Fender Jim Campilongo ’59 Top-Loader Signature Telecaster

Fender Jim Campilongo 59 Top-Loader Signature TelecasterFender is currently taking pre-orders on the new Jim Campilongo ’59 Top-Loader Telecaster. The guitar is a replica of Campilongo’s own vintage 1959 Tele that dates from the brief period that Fender changed the Telecaster from a string-through-body design to a string-through-bridge, or “top-loader” design.

The guitar features an extra-lightweight ash body finished in Aged Vintage Blond, a neck and pickups done to Campilongo’s own specifications, jumbo frets, a tall top-hat toggle switch, and T-style string tree to facilitate behind-the-nut string bending. The guitar was introduced by the Fender Custom Shop at the 2010 winter NAMM show and is expected to be produced in very low numbers.

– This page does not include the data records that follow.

//! Integration tests for the search session event loop

use mail_search::mock::{ScriptedReply, ScriptedTransport};
use mail_search::query::PaginationDefaults;
use mail_search::sanitize::MarkupSanitizer;
use mail_search::{
    RequestGateway, RequestTarget, SearchCommand, SearchController, SearchEvent, SearchSession,
    SearchSnapshot, SessionHandle,
};
use serde_json::json;
use std::sync::Arc;
use std::time::Duration;
use tokio::sync::broadcast;

const WAIT: Duration = Duration::from_secs(5);

fn start(replies: Vec<ScriptedReply>) -> (SessionHandle, Arc<ScriptedTransport>) {
    let transport = Arc::new(ScriptedTransport::with_replies(replies));
    let controller = SearchController::new(
        RequestGateway::new(transport.clone()),
        RequestTarget::post("http://localhost:8080/api/mails/search"),
        PaginationDefaults::default(),
    );
    let handle = SearchSession::spawn(controller, Arc::new(MarkupSanitizer::new()));
    (handle, transport)
}

fn page(subjects: &[&str], total: u64) -> ScriptedReply {
    let mails: Vec<_> = subjects
        .iter()
        .enumerate()
        .map(|(i, subject)| json!({ "id": i + 1, "subject": subject }))
        .collect();
    ScriptedReply::json(
        200,
        json!({ "msg": "success", "data": { "mails": mails, "total": total }, "status": 200 }),
    )
}

async fn wait_until(
    handle: &SessionHandle,
    condition: impl FnMut(&SearchSnapshot) -> bool,
) -> SearchSnapshot {
    let mut snapshots = handle.snapshots();
    let snapshot = tokio::time::timeout(WAIT, snapshots.wait_for(condition))
        .await
        .expect("timed out waiting for session state")
        .expect("session stopped");
    snapshot.clone()
}

async fn next_event(events: &mut broadcast::Receiver<SearchEvent>) -> SearchEvent {
    tokio::time::timeout(WAIT, events.recv())
        .await
        .expect("timed out waiting for event")
        .expect("event channel closed")
}

#[tokio::test]
async fn test_rapid_typing_keeps_latest_result() {
    let (handle, transport) = start(vec![
        page(&["stale"], 1).after(Duration::from_millis(300)),
        page(&["fresh", "fresh too"], 2).after(Duration::from_millis(10)),
    ]);

    handle
        .send(SearchCommand::SetFreeText("e".to_string()))
        .await
        .unwrap();
    // Make sure the first request is on the wire before superseding it
    tokio::time::sleep(Duration::from_millis(50)).await;
    handle
        .send(SearchCommand::SetFreeText("en".to_string()))
        .await
        .unwrap();

    let snapshot = wait_until(&handle, |s| !s.loading && s.total > 0).await;
    assert_eq!(snapshot.total, 2);
    assert_eq!(snapshot.records[0].subject, "fresh");
    assert_eq!(snapshot.error, None);

    // Outlive the stale reply's delay; nothing may overwrite the result
    tokio::time::sleep(Duration::from_millis(400)).await;
    let snapshot = handle.snapshot();
    assert_eq!(snapshot.total, 2);
    assert_eq!(snapshot.records[0].subject, "fresh");

    let requests = transport.requests();
    assert_eq!(requests.len(), 2);
    assert!(requests[0].cancel.is_cancelled());
    assert_eq!(requests[1].body["query"], "en");

    handle.shutdown().await.unwrap();
}

#[tokio::test]
async fn test_free_text_is_sanitized() {
    let (handle, transport) = start(vec![page(&["a"], 1)]);

    handle
        .send(SearchCommand::SetFreeText("  <b>gas</b>   pipeline ".to_string()))
        .await
        .unwrap();
    wait_until(&handle, |s| s.total == 1).await;

    assert_eq!(transport.requests()[0].body["query"], "gas pipeline");
    handle.shutdown().await.unwrap();
}

#[tokio::test]
async fn test_events_show_repeated_error() {
    let (handle, _) = start(vec![
        ScriptedReply::json(500, json!({ "error": "db down", "status": 500 })),
        ScriptedReply::json(500, json!({ "error": "db down", "status": 500 })),
    ]);
    let mut events = handle.subscribe();

    handle.send(SearchCommand::Refresh).await.unwrap();
    assert_eq!(next_event(&mut events).await, SearchEvent::LoadingChanged(true));
    assert_eq!(next_event(&mut events).await, SearchEvent::ErrorCleared);
    assert_eq!(
        next_event(&mut events).await,
        SearchEvent::ErrorRaised("db down".to_string())
    );
    assert_eq!(next_event(&mut events).await, SearchEvent::LoadingChanged(false));

    handle.send(SearchCommand::Refresh).await.unwrap();
    assert_eq!(next_event(&mut events).await, SearchEvent::LoadingChanged(true));
    assert_eq!(next_event(&mut events).await, SearchEvent::ErrorCleared);
    assert_eq!(
        next_event(&mut events).await,
        SearchEvent::ErrorRaised("db down".to_string())
    );

    let snapshot = wait_until(&handle, |s| !s.loading).await;
    assert_eq!(snapshot.error.as_deref(), Some("db down"));

    handle.shutdown().await.unwrap();
}

#[tokio::test]
async fn test_dismiss_error() {
    let (handle, _) = start(vec![ScriptedReply::json(500, json!({ "error": "db down" }))]);

    handle.send(SearchCommand::Refresh).await.unwrap();
    wait_until(&handle, |s| s.error.is_some()).await;

    handle.send(SearchCommand::DismissError).await.unwrap();
    let snapshot = wait_until(&handle, |s| s.error.is_none()).await;
    assert!(!snapshot.loading);

    handle.shutdown().await.unwrap();
}

#[tokio::test]
async fn test_paging_commands() {
    let (handle, transport) = start(vec![
        page(&["a"; 10], 25),
        page(&["b"; 10], 25),
        page(&["a"; 10], 25),
    ]);

    handle.send(SearchCommand::Refresh).await.unwrap();
    wait_until(&handle, |s| !s.loading && s.max_page == 3).await;

    handle.send(SearchCommand::NextPage).await.unwrap();
    wait_until(&handle, |s| !s.loading && s.page == 2).await;

    handle.send(SearchCommand::PreviousPage).await.unwrap();
    wait_until(&handle, |s| !s.loading && s.page == 1).await;

    let pages: Vec<_> = transport
        .requests()
        .iter()
        .map(|r| r.body["page"].as_u64())
        .collect();
    assert_eq!(pages, vec![Some(1), Some(2), Some(1)]);

    handle.shutdown().await.unwrap();
}

#[tokio::test]
async fn test_unchanged_command_sends_nothing() {
    let (handle, transport) = start(vec![]);

    handle.send(SearchCommand::SetPage(0)).await.unwrap();
    handle.send(SearchCommand::SetPageSize(10)).await.unwrap();
    handle.send(SearchCommand::PreviousPage).await.unwrap();
    handle.shutdown().await.unwrap();

    assert!(transport.requests().is_empty());
}

#[tokio::test]
async fn test_shutdown_closes_snapshots() {
    let (handle, _) = start(vec![]);
    let snapshots = handle.snapshots();
    handle.shutdown().await.unwrap();

    assert!(snapshots.has_changed().is_err());
}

As one would expect, being a Custom Shop model (and a very limited one, at that), the Campilongo Tele promises to be, well, not cheap. MAP pricing for this guitar is $4500.00, which instantly puts it out if reach of most working guitarists. It seems to be another in a line of high-end signature guitars put out by Fender and Gibson in some kind of misguided effort to transform from a guitar company to a Nike-style “lifestyle brand” that appeals more to the blues lawyers and GQ-types out there, rather than the generations of street-level guitarists upon whom each company was built.

Jim Campilongo is certainly a guitarist worthy of a signature model. He is a true master of the electric guitar and deserves to be much more famous than he is. The question is why does it have to be a guitar whose price alone assures that most of the instruments produced will never be played? They will hang in some executive’s office or home in a glass case, to shown to other rich people as an example of what a real Telecaster is. What would Leo Fender say about that?

Fender Jim Campilongo ’59 Telecaster


2 Comments

  1. I have to say I agree with this commentary. I never really understood the appeal of owning a ‘signature’ guitar to begin with. For me the allure of a guitar was to find the right one – and make your own sound. The author is right—yet another marketing ploy geared toward to the rich slob who’ll never play it.

  2. I’m not a rich snob, I gig every weekend, I save my money- therefore, I will look into this guitar because it features some great stuff.

    Sorry, but good instruments have always cost more money. Ask orchestra musicians.

    I feel like I should apologize to someone when I like an expensive instrument.